O bana yaklaşırken bende yatakta kendimi geriye çekerek yattığım yerden doğruldum. Elim Jasper'ın yattığı yere dokunduğunda hâlâ sıcaktı. Aptal, beni yalnız bırakıp kaybolurken acaba ne düşünmüştü. Eğer geri dönerse kesinlikle ona karşılık verecektim ama önce bana doğru yaklaşan sapığı halletmeliydim. Açıkcası uzun zamandır güçlerimi hissetmiyordum ve eldiveni çıkartmam işe yaramayabilirdi.

Adam artık tam önümde duruyordu. Yakasındaki renklerden onun bir Şifacı olduğunu görüyordum.

"Ama yinede neden seni seçtiğini anlayabiliyorum. Meyve verecek kadar güzel bir ağaçsın özelliklede olgunsun."

O, benim bedenimi süzerken hafifçe sol elimdeki eldiveni çıkarmaya çalışıyordum. Tek dilediğim şey o aptal, umarım gücümü kullanırken gelmezdi. Lakin karşımdaki kişi bana uzanamadan birden yere yığıldı ve çığlık atmaya başladı. Benim gücüm olamazdı çünkü hiçbir şey hissetmiyordum ayrıca kan kusmuyordu bu durumda Jasper bir şeyler yapıyordu.

"Lütfen, yalvarırım lütfen...... Lütfen dur Aaaaaaaaa! Bir daha yapmayacağım..... Lütfen canımı bağışla ben aptal bir canavarım..... O senin ve ben onu arzulayacak kadar şerefsizim özür dilerim lütfen bana merhamet et öldürme..... HAYIR!"

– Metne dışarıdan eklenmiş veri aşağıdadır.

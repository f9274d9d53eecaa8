//! Dataset-level reconstruction: open a dataset, integrate frames `1..=N`
//! into a [`TsdfVolume`] and summarise the result.

use std::path::Path;

use anyhow::{Context, Result};
use log::{info, warn};
use serde::{Deserialize, Serialize};
use tsdf_core::{DepthMap, Iso3, PinholeIntrinsics, PoseConvention, Scalar};
use tsdf_fusion::{FrameStats, FusionConfig, TsdfVolume};
use tsdf_io::Dataset;

/// Default conversion from integer depth units (millimetres) to metres.
pub const DEFAULT_DEPTH_SCALE: Scalar = 1000.0;

#[derive(Debug, Clone, PartialEq, Serialize, Deserialize)]
#[serde(default)]
pub struct ReconstructionConfig {
    /// Grid and fusion parameters.
    pub fusion: FusionConfig,
    /// Divisor applied to integer depth samples.
    pub depth_scale: Scalar,
    /// How `images.txt` stores poses.
    pub pose_convention: PoseConvention,
    /// Integrate at most this many frames (if `None`, all of them).
    pub max_frames: Option<usize>,
}

impl Default for ReconstructionConfig {
    fn default() -> Self {
        Self {
            fusion: FusionConfig::default(),
            depth_scale: DEFAULT_DEPTH_SCALE,
            pose_convention: PoseConvention::WorldToCamera,
            max_frames: None,
        }
    }
}

/// Summary of a reconstruction run.
#[derive(Debug, Clone, Serialize, Deserialize)]
pub struct FusionReport {
    pub intrinsics: PinholeIntrinsics,
    pub resolution: usize,
    pub voxel_scale: Scalar,
    pub truncation_threshold: Scalar,
    /// Number of frames integrated.
    pub frames: usize,
    /// Voxels with a non-zero weight.
    pub observed_voxels: usize,
    /// Interpolated surface samples between neighbouring observed voxels.
    pub zero_crossings: usize,
    pub per_frame: Vec<FrameStats>,
}

/// Output of [`run_reconstruction`].
#[derive(Debug)]
pub struct Reconstruction {
    pub volume: TsdfVolume,
    pub report: FusionReport,
}

/// Open the dataset at `root` and fuse its frames.
pub fn run_reconstruction(root: &Path, config: &ReconstructionConfig) -> Result<Reconstruction> {
    let dataset = Dataset::open(root, config.depth_scale, config.pose_convention)?;
    let mut volume = TsdfVolume::new(config.fusion, *dataset.intrinsics())
        .context("failed to allocate the voxel grid")?;

    let count = match config.max_frames {
        Some(max) => max.min(dataset.frame_count()),
        None => dataset.frame_count(),
    };
    let frames = (1..=count).map(|idx| {
        dataset
            .frame(idx)
            .with_context(|| format!("failed to load frame {idx}"))
    });
    let per_frame = integrate_frames(&mut volume, frames)?;

    let report = summarize(&volume, per_frame);
    Ok(Reconstruction { volume, report })
}

/// Integrate a sequence of `(depth, world-to-camera pose)` frames in order.
///
/// Stops at the first frame that fails to load or integrate; the volume
/// keeps every frame fused before it.
pub fn integrate_frames<I>(volume: &mut TsdfVolume, frames: I) -> Result<Vec<FrameStats>>
where
    I: IntoIterator<Item = Result<(DepthMap, Iso3)>>,
{
    let mut stats = Vec::new();
    for (pos, frame) in frames.into_iter().enumerate() {
        let (depth, pose) = frame?;
        let frame_stats = volume
            .integrate(&depth, &pose)
            .with_context(|| format!("failed to integrate frame {}", pos + 1))?;
        if frame_stats.fused == 0 {
            warn!(
                "frame {}: no voxel fell inside the truncation band",
                pos + 1
            );
        }
        stats.push(frame_stats);
    }
    Ok(stats)
}

/// Build the report for the current state of `volume`.
pub fn summarize(volume: &TsdfVolume, per_frame: Vec<FrameStats>) -> FusionReport {
    let grid = volume.grid();
    let report = FusionReport {
        intrinsics: *volume.intrinsics(),
        resolution: grid.resolution(),
        voxel_scale: grid.voxel_scale(),
        truncation_threshold: volume.config().truncation_threshold,
        frames: volume.frames_integrated(),
        observed_voxels: grid.observed_count(),
        zero_crossings: grid.zero_crossings().len(),
        per_frame,
    };
    info!(
        "fused {} frames: {} observed voxels, {} zero crossings",
        report.frames, report.observed_voxels, report.zero_crossings
    );
    report
}

#[cfg(test)]
mod tests {
    use super::*;

    #[test]
    fn config_defaults_fill_missing_fields() {
        let config: ReconstructionConfig =
            serde_json::from_str(r#"{"fusion": {"resolution": 32}, "max_frames": 5}"#).unwrap();
        assert_eq!(config.fusion.resolution, 32);
        assert_eq!(config.fusion.voxel_scale, FusionConfig::default().voxel_scale);
        assert_eq!(config.depth_scale, DEFAULT_DEPTH_SCALE);
        assert_eq!(config.pose_convention, PoseConvention::WorldToCamera);
        assert_eq!(config.max_frames, Some(5));
    }

    #[test]
    fn pose_convention_uses_snake_case() {
        let config: ReconstructionConfig =
            serde_json::from_str(r#"{"pose_convention": "camera_to_world"}"#).unwrap();
        assert_eq!(config.pose_convention, PoseConvention::CameraToWorld);
    }

    #[test]
    fn integrate_frames_stops_at_first_error() {
        let k = PinholeIntrinsics::new(10.0, 4.5, 4.5).with_image_size(10, 10);
        let config = FusionConfig {
            resolution: 4,
            voxel_scale: 0.25,
            ..FusionConfig::default()
        };
        let mut volume = TsdfVolume::new(config, k).unwrap();
        let frames = vec![
            Ok((DepthMap::filled(10, 10, 0.5), Iso3::identity())),
            Err(anyhow::anyhow!("unreadable")),
            Ok((DepthMap::filled(10, 10, 0.5), Iso3::identity())),
        ];
        assert!(integrate_frames(&mut volume, frames).is_err());
        assert_eq!(volume.frames_integrated(), 1);
    }
}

Önümdeki adam bir anda sustu ve yukarıdaki lambanın ışığı hafifçe soldu. Yüzünü loş ışıkta göremiyordum ama bunun ölüm olduğunu biliyordum. Onun gücü her şeyi solduruyordu ve nedensizce içimde hafif acı hissettim çünkü o, bu güçler yüzünden acı çekmiş olmalıydı.

Yataktan kalkarak ayağımla gardiyanı dürttüm. Adam yana doğru devrilerek o birkaç saniyede yüzünü görmeme neden olmuştu. Yüzü kaskatı bir biçimde öylece çığlık atarken kalmıştı. Gözlerinin olduğu yerde koyu bir siyahlık vardı ve burnu...

"Ona bakma ve dokunma."

Yerimden sıçrayarak kapının önünde duran çocuğa baktım. Bana bugün sabah geldiği yüz ifadesiyle bakıyordu. Tek fark gözleri bu kadar katı değildi.

"Eğer ona bakarsan delirebilirsin aynı şekilde dokunursan seni öldürebilir. Bu benim gücüm ve gücüm ona temas eden her şeyi soldurur."

"Nereye gittin?"

Afallamış bir biçimde ona bakıyordum. Aslında az önce ne sorduğumu bile hatırlamayacak kadar kendimi garip hissediyordum. Bu bir günde bir çok şey yaşamışken ayakta kalmam bile bir mucizeydi.

"Seni öldürmek için gelmişti ama sana dokunmadan önce farklı fantaziler kurduğunu duydum ve bende ona ölümün ne olduğunu gösterdim."

"Bunu neden yaptın? Eğer yanımda olsaydın hücreye girmeyebilirdi ve bu adam burada berbat bir biçimde ölmek zorunda kalmazdı."

"Bana aptal birini savunduğunun farkında mısın?"

"Her ne kadar aptal olursa olsun onu öldürmek zorunda değildin!"